Records from a data source:

★ ★ ★ ★ ★ ★ ★

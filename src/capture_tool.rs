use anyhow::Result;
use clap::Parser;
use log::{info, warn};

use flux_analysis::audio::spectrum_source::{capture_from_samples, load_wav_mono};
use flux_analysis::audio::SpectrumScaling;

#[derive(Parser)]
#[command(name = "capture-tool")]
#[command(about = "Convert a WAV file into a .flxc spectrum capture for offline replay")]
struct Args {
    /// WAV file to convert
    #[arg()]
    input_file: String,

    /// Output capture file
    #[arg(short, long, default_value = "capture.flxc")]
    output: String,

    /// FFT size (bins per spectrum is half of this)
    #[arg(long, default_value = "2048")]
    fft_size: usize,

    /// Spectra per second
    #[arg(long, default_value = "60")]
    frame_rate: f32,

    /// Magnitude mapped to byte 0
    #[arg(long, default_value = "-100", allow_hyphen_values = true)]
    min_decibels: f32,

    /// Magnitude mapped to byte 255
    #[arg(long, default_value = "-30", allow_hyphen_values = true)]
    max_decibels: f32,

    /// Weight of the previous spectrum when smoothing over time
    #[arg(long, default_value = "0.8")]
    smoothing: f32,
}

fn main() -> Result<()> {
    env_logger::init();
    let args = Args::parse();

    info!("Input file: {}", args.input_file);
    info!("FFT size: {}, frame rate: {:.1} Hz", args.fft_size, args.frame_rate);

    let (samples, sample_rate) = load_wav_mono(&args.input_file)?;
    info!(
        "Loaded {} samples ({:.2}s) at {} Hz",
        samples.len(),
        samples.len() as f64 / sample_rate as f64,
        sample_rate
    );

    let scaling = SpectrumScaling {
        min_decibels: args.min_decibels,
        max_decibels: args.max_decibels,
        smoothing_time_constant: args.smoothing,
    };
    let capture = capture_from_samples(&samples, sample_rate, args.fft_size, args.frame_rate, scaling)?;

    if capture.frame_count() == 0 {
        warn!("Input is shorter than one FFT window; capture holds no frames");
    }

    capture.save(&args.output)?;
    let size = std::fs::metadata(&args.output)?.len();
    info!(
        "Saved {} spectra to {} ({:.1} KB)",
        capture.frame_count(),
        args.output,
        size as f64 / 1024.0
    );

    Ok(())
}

★ ★ ★ ★ ★ ★ ★

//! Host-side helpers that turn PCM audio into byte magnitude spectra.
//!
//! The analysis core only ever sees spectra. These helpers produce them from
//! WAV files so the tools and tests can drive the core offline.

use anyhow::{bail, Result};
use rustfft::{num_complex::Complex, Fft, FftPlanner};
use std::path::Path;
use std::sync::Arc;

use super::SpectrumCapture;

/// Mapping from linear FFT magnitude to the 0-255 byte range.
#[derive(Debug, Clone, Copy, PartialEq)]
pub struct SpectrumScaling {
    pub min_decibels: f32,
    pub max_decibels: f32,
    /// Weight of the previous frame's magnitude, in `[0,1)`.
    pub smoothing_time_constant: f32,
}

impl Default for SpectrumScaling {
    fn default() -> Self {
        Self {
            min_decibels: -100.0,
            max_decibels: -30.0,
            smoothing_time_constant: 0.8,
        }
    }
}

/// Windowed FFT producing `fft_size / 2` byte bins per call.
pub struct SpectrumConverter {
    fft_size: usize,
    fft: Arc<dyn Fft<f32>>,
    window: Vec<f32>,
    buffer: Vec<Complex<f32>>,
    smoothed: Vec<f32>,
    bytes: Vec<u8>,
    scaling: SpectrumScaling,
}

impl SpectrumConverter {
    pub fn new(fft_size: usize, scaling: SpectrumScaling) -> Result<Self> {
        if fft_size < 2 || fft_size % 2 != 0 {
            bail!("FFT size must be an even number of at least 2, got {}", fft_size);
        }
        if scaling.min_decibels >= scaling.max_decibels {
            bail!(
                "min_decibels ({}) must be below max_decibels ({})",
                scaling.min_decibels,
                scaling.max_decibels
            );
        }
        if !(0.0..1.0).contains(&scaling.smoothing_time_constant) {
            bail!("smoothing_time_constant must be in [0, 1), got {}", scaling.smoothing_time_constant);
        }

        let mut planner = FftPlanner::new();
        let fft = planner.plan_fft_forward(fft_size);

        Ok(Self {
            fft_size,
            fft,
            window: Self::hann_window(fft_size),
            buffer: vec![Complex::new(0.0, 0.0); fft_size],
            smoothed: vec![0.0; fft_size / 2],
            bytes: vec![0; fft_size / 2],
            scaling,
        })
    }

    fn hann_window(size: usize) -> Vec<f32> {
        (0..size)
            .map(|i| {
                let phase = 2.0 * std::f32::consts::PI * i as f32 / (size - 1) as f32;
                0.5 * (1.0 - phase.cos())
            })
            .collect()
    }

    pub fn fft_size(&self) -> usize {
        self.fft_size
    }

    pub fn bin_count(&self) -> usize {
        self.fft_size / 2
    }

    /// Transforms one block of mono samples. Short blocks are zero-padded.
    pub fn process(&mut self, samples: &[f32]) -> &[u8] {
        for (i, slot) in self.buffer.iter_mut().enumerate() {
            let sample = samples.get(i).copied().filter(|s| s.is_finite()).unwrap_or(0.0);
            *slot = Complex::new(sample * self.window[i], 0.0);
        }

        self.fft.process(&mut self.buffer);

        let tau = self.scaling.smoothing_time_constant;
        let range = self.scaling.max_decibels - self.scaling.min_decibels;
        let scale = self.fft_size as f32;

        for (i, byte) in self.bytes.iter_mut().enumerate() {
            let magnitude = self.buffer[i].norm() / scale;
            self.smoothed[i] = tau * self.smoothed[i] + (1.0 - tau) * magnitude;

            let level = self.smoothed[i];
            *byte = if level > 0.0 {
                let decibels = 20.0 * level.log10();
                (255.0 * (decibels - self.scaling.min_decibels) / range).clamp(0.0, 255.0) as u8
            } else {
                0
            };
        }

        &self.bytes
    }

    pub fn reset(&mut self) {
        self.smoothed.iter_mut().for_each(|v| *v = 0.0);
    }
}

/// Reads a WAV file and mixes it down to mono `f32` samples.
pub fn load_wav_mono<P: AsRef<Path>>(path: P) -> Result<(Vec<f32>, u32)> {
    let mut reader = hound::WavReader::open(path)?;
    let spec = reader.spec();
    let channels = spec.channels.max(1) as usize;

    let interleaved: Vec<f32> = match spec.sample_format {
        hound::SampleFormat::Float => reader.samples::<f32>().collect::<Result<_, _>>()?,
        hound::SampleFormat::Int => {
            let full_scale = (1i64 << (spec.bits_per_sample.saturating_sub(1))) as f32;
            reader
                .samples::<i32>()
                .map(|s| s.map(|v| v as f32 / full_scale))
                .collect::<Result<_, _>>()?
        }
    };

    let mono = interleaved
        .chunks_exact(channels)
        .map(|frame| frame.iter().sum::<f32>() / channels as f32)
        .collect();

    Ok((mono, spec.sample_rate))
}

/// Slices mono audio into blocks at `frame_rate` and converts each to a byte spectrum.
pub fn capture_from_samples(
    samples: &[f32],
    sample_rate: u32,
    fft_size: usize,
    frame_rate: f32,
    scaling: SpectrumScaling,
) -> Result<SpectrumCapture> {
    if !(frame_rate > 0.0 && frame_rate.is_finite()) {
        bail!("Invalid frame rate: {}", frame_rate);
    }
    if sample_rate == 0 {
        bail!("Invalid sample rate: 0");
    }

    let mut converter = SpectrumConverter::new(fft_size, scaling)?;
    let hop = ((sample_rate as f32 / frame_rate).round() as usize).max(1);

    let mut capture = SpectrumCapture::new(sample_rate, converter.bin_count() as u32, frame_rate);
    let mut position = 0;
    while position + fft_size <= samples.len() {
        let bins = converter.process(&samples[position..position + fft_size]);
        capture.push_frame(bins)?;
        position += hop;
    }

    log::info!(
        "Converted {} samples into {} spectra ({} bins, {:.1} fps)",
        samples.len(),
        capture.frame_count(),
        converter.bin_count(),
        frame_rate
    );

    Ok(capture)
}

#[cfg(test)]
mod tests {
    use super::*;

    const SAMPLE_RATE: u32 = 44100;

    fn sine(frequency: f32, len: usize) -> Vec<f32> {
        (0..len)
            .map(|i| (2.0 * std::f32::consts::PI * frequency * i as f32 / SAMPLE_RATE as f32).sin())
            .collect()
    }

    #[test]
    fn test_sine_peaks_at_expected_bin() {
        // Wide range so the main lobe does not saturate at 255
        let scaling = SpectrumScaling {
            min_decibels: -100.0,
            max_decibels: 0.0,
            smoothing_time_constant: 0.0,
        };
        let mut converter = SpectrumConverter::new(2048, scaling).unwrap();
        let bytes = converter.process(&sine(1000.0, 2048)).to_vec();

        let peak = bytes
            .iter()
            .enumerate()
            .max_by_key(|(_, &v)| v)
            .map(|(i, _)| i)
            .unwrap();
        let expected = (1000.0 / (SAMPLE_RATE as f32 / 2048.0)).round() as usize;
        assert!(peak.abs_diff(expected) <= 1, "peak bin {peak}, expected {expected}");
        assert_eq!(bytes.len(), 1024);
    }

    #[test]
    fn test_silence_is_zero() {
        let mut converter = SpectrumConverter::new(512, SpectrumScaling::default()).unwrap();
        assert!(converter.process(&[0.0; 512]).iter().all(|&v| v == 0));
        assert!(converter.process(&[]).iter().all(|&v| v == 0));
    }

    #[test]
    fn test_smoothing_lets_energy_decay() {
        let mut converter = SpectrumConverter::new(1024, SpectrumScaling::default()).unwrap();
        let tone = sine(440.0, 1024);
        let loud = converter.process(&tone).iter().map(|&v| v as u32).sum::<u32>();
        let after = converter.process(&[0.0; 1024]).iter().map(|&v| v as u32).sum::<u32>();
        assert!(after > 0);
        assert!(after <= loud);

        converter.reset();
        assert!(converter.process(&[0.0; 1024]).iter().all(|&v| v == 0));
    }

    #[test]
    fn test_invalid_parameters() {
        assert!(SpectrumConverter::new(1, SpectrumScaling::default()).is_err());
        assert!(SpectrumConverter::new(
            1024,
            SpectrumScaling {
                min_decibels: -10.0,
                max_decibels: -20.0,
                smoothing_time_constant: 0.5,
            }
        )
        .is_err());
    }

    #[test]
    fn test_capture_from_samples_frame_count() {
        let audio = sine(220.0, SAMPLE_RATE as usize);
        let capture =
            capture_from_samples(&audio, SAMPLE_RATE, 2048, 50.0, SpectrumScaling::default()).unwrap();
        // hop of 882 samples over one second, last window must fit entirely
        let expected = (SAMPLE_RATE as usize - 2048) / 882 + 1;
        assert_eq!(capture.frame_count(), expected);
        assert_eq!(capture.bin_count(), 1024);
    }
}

★ ★ ★ ★ ★ ★ ★

■ **What you are asked to do**: Filter the data for the string "blocks". Copy each matching line.

■ **Exercise answer**:
    /// Transforms one block of mono samples. Short blocks are zero-padded.
/// Slices mono audio into blocks at `frame_rate` and converts each to a byte spectrum.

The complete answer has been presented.